I have a Kent Tile Fire Stove that has an air flow lever in the front of the stove. The lever gets stuck when trying to move it to open the air flow, and I have to give it a really good wack every time I want to open it.

I've tried spraying WD-40 on it, but after it gets hot, it all burns off, and the lever get's stuck again. Is there lubrication that can handle the high heat wood stoves generate?

Thanks!

Pete


----------



## EJL923 (Nov 20, 2013)

First I would look into why its getting stuck.  Something along the lines of corrosion or a warped part that can be repaired.  Beyond that, look for a heavy duty silicone, good to about 400-450°F.  I think WD-40 is about half that.  Another option is Break Free CLP, a gun lubricant, good to about 400.  Just make sure whatever you use the problem isnt compounded by attracting more debris.


----------



## mellow (Nov 20, 2013)

I am still trying to find a good graphite lube for my door,  next one I was going to try was this:   http://www.amazon.com/HyHeet-Graphite-Grease-14-5oz-cartridge/dp/B004DPD622


----------



## Peter Herrmann (Nov 20, 2013)

EJL923 said:


> First I would look into why its getting stuck.  Something along the lines of corrosion or a warped part that can be repaired.  Beyond that, look for a heavy duty silicone, good to about 400-450°F.  I think WD-40 is about half that.  Another option is Break Free CLP, a gun lubricant, good to about 400.  Just make sure whatever you use the problem isnt compounded by attracting more debris.

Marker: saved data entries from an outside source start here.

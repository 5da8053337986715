use crate::{AppState, Effect, Msg};

/// Pure update function: applies a message to state and returns any effects.
///
/// Engine replies carry the lookup id they were issued for; replies for any
/// lookup other than the one currently loading are dropped.
pub fn update(mut state: AppState, msg: Msg) -> (AppState, Vec<Effect>) {
    let effects = match msg {
        Msg::UsernameChanged(input) => {
            state.set_username_input(input);
            Vec::new()
        }
        Msg::GenerateClicked => match state.begin_lookup() {
            Some((lookup_id, username)) => vec![Effect::FetchProfile {
                lookup_id,
                username,
            }],
            None => Vec::new(),
        },
        Msg::CheckAnotherClicked => {
            state.reset();
            Vec::new()
        }
        Msg::LookupProgress { lookup_id, stage } => {
            state.apply_stage(lookup_id, stage);
            Vec::new()
        }
        Msg::ProfileLoaded { lookup_id, profile } => match state.apply_profile(lookup_id, profile)
        {
            Some(counts) => vec![Effect::FetchFacts { lookup_id, counts }],
            None => Vec::new(),
        },
        Msg::ProfileFailed { lookup_id, reason } => {
            state.apply_failure(lookup_id, reason);
            Vec::new()
        }
        Msg::FactsLoaded { lookup_id, trivia } => {
            state.apply_facts(lookup_id, &trivia);
            Vec::new()
        }
        Msg::Tick | Msg::NoOp => Vec::new(),
    };

    (state, effects)
}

Great, thanks, I will try them. Well I don't think it's warped, because when I spray WD-40 on it, it works fine. It just burns off right away. Thanks again..


----------



## begreen (Nov 20, 2013)

mellow said:


> I am still trying to find a good graphite lube for my door,  next one I was going to try was this:   http://www.amazon.com/HyHeet-Graphite-Grease-14-5oz-cartridge/dp/B004DPD622


Graphite lube is usually in the automotive section. It is used to lubricate door key locks.


----------



## jharkin (Nov 20, 2013)

I used this to lubricate the damper rod and door hinges on my stove

http://www.amazon.com/CRC-Graphite-...8&qid=1384967143&sr=8-1&keywords=crc+graphite


----------



## mellow (Nov 20, 2013)

I was going to try the Hyheat due to it working up to 1000,  that is the highest temp one I have found so far.  Tried others and they only work for a day or two.


----------



## Highbeam (Nov 20, 2013)

I use gear oil. 90 weight is what I have. I tried various high temp greases but they always turned into a chalk and went away. The gear lube seeps into cracks and seems to cure into a film.

Yes, it will stink at first when it gets hot.


----------



## Peter Herrmann (Nov 20, 2013)

Highbeam said:


> I use gear oil. 90 weight is what I have. I tried various high temp greases but they always turned into a chalk and went away. The gear lube seeps into cracks and seems to cure into a film.
> 
> Yes, it will stink at first when it gets hot.



I'm gonna give this a shot, see if it holds. I really need a spray, can't get in there to apply any other way:

http://cgi.ebay.com/ws/eBayISAPI.dll?ViewItem&item=321069133979


----------



## eclecticcottage (Nov 20, 2013)

Oh, ugh...burnt gear fluid.  If it smells like it does coming out of a rear diff, I wouldn't try that.  Blech.

DH just used some (automotive brake) caliper lube on our door pins over the weekend.  So far so good.


----------



## firefighterjake (Nov 21, 2013)

Graphite powder.


----------



## Iembalm4aLiving (Nov 22, 2013)

I've used Permatex anti-seize lube on the door handle of my Osburn 2200 to eliminate the squeak.....it's holding up just fine.


----------



## peakbagger (Nov 22, 2013)

Never sieze is my standard high temp lube and if that doesn't work powdered graphite.


----------



## Huntindog1 (Nov 22, 2013)

I used a spray by dupont that has teflon in it on my door hinges and was amazed at how well it worked. They sell it at Lowes.


----------